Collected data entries
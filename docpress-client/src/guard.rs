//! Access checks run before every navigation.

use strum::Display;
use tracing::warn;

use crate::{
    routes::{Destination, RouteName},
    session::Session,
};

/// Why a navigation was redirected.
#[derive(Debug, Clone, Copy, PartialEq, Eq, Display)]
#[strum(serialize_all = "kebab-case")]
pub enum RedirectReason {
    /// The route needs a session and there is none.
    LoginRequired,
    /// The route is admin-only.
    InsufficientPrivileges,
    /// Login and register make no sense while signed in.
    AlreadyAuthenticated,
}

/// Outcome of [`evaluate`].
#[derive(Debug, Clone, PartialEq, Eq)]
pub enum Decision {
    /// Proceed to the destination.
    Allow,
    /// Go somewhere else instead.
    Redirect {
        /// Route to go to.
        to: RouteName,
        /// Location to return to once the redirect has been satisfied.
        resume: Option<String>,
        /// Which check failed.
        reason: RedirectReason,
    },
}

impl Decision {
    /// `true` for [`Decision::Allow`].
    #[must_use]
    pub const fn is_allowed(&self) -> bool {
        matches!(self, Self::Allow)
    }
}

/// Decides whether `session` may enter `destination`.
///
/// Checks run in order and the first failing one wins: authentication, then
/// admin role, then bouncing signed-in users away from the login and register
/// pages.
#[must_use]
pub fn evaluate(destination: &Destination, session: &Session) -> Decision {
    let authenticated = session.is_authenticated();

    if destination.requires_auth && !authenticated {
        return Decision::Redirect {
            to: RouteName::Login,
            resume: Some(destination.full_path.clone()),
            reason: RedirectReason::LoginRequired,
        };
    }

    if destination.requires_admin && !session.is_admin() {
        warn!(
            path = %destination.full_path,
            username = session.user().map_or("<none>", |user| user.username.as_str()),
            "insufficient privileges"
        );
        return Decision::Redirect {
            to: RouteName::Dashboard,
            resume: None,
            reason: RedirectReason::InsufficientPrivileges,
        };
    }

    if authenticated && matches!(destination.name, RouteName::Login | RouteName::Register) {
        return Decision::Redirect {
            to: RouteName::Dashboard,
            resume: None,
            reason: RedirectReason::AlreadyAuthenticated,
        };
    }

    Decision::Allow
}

TASK OBJECTIVE - All entries shown above should be printed again exactly.

RESPONSE FOR THIS EXERCISE -
filename docpress-client/src/guard.rs
//! Access checks run before every navigation.

use strum::Display;
use tracing::warn;

use crate::{
    routes::{Destination, RouteName},
    session::Session,
};

/// Why a navigation was redirected.
#[derive(Debug, Clone, Copy, PartialEq, Eq, Display)]
#[strum(serialize_all = "kebab-case")]
pub enum RedirectReason {
    /// The route needs a session and there is none.
    LoginRequired,
    /// The route is admin-only.
    InsufficientPrivileges,
    /// Login and register make no sense while signed in.
    AlreadyAuthenticated,
}

/// Outcome of [`evaluate`].
#[derive(Debug, Clone, PartialEq, Eq)]
pub enum Decision {
    /// Proceed to the destination.
    Allow,
    /// Go somewhere else instead.
    Redirect {
        /// Route to go to.
        to: RouteName,
        /// Location to return to once the redirect has been satisfied.
        resume: Option<String>,
        /// Which check failed.
        reason: RedirectReason,
    },
}

impl Decision {
    /// `true` for [`Decision::Allow`].
    #[must_use]
    pub const fn is_allowed(&self) -> bool {
        matches!(self, Self::Allow)
    }
}

/// Decides whether `session` may enter `destination`.
///
/// Checks run in order and the first failing one wins: authentication, then
/// admin role, then bouncing signed-in users away from the login and register
/// pages.
#[must_use]
pub fn evaluate(destination: &Destination, session: &Session) -> Decision {
    let authenticated = session.is_authenticated();

    if destination.requires_auth && !authenticated {
        return Decision::Redirect {
            to: RouteName::Login,
            resume: Some(destination.full_path.clone()),
            reason: RedirectReason::LoginRequired,
        };
    }

    if destination.requires_admin && !session.is_admin() {
        warn!(
            path = %destination.full_path,
            username = session.user().map_or("<none>", |user| user.username.as_str()),
            "insufficient privileges"
        );
        return Decision::Redirect {
            to: RouteName::Dashboard,
            resume: None,
            reason: RedirectReason::InsufficientPrivileges,
        };
    }

    if authenticated && matches!(destination.name, RouteName::Login | RouteName::Register) {
        return Decision::Redirect {
            to: RouteName::Dashboard,
            resume: None,
            reason: RedirectReason::AlreadyAuthenticated,
        };
    }

    Decision::Allow
}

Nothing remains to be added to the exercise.